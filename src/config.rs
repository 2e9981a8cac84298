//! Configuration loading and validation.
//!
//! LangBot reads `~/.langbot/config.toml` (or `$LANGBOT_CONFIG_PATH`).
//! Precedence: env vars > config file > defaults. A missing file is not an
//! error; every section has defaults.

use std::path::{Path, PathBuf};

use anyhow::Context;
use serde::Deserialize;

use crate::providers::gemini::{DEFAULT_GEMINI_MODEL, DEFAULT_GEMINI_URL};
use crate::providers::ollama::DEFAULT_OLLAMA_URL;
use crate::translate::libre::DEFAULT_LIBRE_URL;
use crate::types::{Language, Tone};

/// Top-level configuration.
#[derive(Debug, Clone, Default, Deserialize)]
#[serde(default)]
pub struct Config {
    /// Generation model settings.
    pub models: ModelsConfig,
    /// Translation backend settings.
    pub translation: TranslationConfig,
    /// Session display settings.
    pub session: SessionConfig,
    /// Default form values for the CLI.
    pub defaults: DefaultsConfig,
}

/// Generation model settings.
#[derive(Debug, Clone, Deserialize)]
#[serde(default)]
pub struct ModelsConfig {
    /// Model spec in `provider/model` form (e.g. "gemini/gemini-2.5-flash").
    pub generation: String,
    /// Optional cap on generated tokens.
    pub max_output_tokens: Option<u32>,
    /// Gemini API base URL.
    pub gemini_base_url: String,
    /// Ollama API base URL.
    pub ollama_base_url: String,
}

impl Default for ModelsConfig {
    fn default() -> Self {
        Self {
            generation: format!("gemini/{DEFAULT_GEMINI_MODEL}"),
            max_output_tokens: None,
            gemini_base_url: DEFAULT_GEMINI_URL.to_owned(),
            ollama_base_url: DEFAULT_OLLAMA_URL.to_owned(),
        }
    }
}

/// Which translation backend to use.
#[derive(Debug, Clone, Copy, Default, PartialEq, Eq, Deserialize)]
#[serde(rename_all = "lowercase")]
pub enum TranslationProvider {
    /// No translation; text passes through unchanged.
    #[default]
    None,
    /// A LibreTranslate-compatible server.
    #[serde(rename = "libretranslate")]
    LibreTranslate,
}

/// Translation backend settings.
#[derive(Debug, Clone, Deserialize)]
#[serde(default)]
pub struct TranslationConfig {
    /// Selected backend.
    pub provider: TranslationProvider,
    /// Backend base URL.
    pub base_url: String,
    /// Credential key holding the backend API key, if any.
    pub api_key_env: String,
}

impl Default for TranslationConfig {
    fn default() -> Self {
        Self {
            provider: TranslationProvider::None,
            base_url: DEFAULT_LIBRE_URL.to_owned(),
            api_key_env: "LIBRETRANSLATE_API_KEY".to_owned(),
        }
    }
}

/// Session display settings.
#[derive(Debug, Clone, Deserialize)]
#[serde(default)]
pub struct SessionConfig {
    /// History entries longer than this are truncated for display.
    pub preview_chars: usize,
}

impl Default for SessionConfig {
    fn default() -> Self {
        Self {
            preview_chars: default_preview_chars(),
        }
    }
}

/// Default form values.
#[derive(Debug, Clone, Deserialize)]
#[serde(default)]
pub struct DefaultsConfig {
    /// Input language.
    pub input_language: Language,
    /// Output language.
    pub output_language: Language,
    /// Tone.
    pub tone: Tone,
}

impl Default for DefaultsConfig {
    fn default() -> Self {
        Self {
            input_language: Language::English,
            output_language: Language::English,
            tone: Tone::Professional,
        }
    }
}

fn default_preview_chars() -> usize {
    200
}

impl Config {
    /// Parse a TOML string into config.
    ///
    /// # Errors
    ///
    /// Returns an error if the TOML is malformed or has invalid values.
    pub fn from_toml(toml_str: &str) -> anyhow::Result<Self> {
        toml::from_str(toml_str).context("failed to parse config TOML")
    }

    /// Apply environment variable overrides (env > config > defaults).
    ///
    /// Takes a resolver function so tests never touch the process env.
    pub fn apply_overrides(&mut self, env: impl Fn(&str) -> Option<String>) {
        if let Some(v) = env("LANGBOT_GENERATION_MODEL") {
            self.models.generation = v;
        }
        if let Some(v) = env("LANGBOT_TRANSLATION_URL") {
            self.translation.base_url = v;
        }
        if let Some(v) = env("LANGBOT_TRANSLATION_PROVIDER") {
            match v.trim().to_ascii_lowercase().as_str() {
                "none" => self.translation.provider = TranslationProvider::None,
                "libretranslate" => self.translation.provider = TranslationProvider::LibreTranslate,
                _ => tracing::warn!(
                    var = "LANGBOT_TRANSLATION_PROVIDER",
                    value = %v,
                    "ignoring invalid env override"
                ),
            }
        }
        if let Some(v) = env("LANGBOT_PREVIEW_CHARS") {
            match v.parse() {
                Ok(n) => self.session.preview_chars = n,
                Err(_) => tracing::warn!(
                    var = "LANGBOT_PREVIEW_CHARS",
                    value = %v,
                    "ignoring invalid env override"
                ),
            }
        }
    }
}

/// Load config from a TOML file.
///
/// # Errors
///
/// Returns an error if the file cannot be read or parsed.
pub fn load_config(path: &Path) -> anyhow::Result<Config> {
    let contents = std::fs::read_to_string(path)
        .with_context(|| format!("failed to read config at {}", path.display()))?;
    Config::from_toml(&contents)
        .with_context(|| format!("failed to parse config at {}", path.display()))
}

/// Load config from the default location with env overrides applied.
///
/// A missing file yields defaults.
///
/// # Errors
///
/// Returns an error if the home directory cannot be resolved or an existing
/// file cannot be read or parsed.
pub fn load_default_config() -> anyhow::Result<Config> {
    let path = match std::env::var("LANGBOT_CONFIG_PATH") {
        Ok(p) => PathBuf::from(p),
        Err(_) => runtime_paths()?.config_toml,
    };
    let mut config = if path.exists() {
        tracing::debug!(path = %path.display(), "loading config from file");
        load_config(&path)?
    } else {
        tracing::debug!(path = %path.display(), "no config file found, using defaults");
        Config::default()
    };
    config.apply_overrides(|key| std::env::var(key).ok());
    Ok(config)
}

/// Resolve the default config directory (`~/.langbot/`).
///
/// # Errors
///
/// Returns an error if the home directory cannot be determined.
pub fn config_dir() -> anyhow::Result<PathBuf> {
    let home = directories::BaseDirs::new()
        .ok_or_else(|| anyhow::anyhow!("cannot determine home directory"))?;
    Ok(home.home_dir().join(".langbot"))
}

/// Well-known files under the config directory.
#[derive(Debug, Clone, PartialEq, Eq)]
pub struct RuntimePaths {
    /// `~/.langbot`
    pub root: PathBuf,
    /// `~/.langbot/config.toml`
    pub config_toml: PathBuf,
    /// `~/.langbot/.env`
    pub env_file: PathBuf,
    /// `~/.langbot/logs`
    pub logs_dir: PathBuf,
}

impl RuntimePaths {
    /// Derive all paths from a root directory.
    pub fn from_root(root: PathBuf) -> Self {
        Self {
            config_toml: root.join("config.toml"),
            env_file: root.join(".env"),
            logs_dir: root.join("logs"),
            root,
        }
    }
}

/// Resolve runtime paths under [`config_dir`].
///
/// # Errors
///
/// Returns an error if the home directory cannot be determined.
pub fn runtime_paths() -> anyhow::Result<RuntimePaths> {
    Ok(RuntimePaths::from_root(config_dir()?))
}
---
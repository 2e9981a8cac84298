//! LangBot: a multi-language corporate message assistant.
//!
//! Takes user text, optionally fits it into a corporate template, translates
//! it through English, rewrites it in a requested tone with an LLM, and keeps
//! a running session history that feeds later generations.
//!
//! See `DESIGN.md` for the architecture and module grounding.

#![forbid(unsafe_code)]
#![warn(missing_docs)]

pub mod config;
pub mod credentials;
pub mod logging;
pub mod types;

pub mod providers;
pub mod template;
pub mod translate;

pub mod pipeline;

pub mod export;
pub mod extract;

ASSIGNMENT: Gather up the lines containing the word "failed" from these records and copy them.

REPLY:
        toml::from_str(toml_str).context("failed to parse config TOML")
        .with_context(|| format!("failed to read config at {}", path.display()))?;
        .with_context(|| format!("failed to parse config at {}", path.display()))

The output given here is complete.